*Exercise*
Reproduce precisely the lines between the start of the data below and the line with "fn optional_id<'de, D>(deserializer: D)", both included.

*Data to examine*
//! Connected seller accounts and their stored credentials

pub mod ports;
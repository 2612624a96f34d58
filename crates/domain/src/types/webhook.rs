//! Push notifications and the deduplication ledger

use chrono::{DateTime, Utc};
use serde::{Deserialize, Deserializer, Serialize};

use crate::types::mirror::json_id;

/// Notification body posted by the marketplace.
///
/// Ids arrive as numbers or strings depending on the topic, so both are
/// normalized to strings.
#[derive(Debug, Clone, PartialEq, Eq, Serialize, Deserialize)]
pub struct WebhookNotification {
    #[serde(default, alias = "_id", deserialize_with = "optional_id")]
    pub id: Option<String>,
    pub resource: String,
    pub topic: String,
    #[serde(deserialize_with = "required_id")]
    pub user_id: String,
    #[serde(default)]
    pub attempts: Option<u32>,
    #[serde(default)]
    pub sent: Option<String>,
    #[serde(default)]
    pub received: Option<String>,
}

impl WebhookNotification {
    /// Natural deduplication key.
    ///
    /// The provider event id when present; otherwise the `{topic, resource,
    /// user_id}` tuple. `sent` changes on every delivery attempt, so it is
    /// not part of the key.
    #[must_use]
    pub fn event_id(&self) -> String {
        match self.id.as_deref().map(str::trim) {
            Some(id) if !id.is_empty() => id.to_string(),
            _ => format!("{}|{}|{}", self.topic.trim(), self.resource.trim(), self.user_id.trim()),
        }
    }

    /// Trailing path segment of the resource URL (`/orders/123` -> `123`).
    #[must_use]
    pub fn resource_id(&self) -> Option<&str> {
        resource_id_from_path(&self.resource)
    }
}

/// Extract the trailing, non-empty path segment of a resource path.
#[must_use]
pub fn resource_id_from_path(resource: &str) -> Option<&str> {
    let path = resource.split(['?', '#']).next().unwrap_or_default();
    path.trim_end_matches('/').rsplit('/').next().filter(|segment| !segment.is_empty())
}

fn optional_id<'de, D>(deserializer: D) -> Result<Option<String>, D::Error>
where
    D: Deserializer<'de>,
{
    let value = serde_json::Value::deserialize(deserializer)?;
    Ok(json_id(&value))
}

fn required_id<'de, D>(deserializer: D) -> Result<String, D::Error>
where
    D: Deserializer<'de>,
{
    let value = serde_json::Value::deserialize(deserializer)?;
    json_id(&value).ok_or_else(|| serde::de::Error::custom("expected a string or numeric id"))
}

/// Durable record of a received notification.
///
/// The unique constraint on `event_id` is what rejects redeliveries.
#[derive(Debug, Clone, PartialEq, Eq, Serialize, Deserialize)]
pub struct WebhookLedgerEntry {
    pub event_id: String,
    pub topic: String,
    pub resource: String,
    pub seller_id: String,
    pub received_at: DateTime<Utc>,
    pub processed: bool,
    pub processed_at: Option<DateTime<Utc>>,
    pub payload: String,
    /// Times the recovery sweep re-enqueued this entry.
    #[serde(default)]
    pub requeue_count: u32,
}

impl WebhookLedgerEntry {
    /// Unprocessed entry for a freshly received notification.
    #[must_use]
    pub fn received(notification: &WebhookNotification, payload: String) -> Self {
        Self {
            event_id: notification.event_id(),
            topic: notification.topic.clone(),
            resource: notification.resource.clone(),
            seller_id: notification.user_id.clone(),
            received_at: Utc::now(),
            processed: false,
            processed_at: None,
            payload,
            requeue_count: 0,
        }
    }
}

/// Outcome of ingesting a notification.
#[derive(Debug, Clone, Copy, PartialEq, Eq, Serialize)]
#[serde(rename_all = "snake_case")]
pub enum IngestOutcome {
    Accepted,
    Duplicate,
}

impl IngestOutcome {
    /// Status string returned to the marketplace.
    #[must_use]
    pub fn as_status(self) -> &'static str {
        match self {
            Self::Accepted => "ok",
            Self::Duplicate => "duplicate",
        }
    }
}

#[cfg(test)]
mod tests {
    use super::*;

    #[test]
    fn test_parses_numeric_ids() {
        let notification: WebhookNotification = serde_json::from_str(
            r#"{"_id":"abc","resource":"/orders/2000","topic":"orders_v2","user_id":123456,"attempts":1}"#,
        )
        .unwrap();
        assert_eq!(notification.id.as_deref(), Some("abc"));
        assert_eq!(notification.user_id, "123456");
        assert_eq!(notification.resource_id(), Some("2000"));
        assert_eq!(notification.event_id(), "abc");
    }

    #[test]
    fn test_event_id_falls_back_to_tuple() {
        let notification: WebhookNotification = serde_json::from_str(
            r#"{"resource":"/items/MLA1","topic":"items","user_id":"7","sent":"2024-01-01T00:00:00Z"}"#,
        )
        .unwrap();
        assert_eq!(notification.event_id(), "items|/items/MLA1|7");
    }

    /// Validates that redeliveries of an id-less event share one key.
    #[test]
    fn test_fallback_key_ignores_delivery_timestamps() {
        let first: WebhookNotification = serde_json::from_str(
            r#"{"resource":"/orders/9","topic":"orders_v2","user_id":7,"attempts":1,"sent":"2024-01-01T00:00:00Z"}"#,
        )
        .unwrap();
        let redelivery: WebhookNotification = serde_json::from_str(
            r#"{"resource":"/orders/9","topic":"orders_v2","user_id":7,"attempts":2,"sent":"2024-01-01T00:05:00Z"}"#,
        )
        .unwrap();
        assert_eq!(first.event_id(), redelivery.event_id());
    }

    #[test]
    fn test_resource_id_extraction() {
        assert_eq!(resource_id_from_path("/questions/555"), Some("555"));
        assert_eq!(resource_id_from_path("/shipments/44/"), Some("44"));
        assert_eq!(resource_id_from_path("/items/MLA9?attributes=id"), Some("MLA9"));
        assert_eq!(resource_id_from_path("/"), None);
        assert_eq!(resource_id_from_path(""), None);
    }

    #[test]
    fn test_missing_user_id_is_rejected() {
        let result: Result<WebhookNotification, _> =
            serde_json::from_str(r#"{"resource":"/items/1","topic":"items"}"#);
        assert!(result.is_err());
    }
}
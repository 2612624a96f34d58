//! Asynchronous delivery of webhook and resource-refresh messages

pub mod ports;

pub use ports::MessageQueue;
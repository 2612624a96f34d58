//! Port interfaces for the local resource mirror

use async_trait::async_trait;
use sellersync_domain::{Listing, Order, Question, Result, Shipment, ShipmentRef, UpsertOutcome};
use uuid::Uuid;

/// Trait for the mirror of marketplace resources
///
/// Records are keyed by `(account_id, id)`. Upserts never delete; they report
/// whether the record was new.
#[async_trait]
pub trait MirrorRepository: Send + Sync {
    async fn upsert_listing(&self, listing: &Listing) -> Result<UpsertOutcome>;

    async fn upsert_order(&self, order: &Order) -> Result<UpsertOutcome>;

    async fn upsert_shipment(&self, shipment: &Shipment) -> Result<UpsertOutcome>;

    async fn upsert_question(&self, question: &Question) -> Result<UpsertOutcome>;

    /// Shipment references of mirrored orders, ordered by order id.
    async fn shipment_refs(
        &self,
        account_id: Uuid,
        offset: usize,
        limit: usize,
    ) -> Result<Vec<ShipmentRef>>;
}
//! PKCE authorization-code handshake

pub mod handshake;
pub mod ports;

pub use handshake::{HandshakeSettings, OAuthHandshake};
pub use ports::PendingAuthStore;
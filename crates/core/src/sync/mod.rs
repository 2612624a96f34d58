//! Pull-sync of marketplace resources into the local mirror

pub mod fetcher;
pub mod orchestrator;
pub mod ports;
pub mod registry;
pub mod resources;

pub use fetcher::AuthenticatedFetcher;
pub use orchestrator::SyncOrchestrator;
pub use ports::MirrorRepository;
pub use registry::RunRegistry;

*Exercise response*
//! Connected seller accounts and their stored credentials

pub mod ports;
repository 2612624a96f34d58
filename crates/domain/src/types/webhook.rs
//! Push notifications and the deduplication ledger

use chrono::{DateTime, Utc};
use serde::{Deserialize, Deserializer, Serialize};

use crate::types::mirror::json_id;

/// Notification body posted by the marketplace.
///
/// Ids arrive as numbers or strings depending on the topic, so both are
/// normalized to strings.
#[derive(Debug, Clone, PartialEq, Eq, Serialize, Deserialize)]
pub struct WebhookNotification {
    #[serde(default, alias = "_id", deserialize_with = "optional_id")]
    pub id: Option<String>,
    pub resource: String,
    pub topic: String,
    #[serde(deserialize_with = "required_id")]
    pub user_id: String,
    #[serde(default)]
    pub attempts: Option<u32>,
    #[serde(default)]
    pub sent: Option<String>,
    #[serde(default)]
    pub received: Option<String>,
}

impl WebhookNotification {
    /// Natural deduplication key.
    ///
    /// The provider event id when present; otherwise the `{topic, resource,
    /// user_id}` tuple. `sent` changes on every delivery attempt, so it is
    /// not part of the key.
    #[must_use]
    pub fn event_id(&self) -> String {
        match self.id.as_deref().map(str::trim) {
            Some(id) if !id.is_empty() => id.to_string(),
            _ => format!("{}|{}|{}", self.topic.trim(), self.resource.trim(), self.user_id.trim()),
        }
    }

    /// Trailing path segment of the resource URL (`/orders/123` -> `123`).
    #[must_use]
    pub fn resource_id(&self) -> Option<&str> {
        resource_id_from_path(&self.resource)
    }
}

/// Extract the trailing, non-empty path segment of a resource path.
#[must_use]
pub fn resource_id_from_path(resource: &str) -> Option<&str> {
    let path = resource.split(['?', '#']).next().unwrap_or_default();
    path.trim_end_matches('/').rsplit('/').next().filter(|segment| !segment.is_empty())
}

fn optional_id<'de, D>(deserializer: D) -> Result<Option<String>, D::Error>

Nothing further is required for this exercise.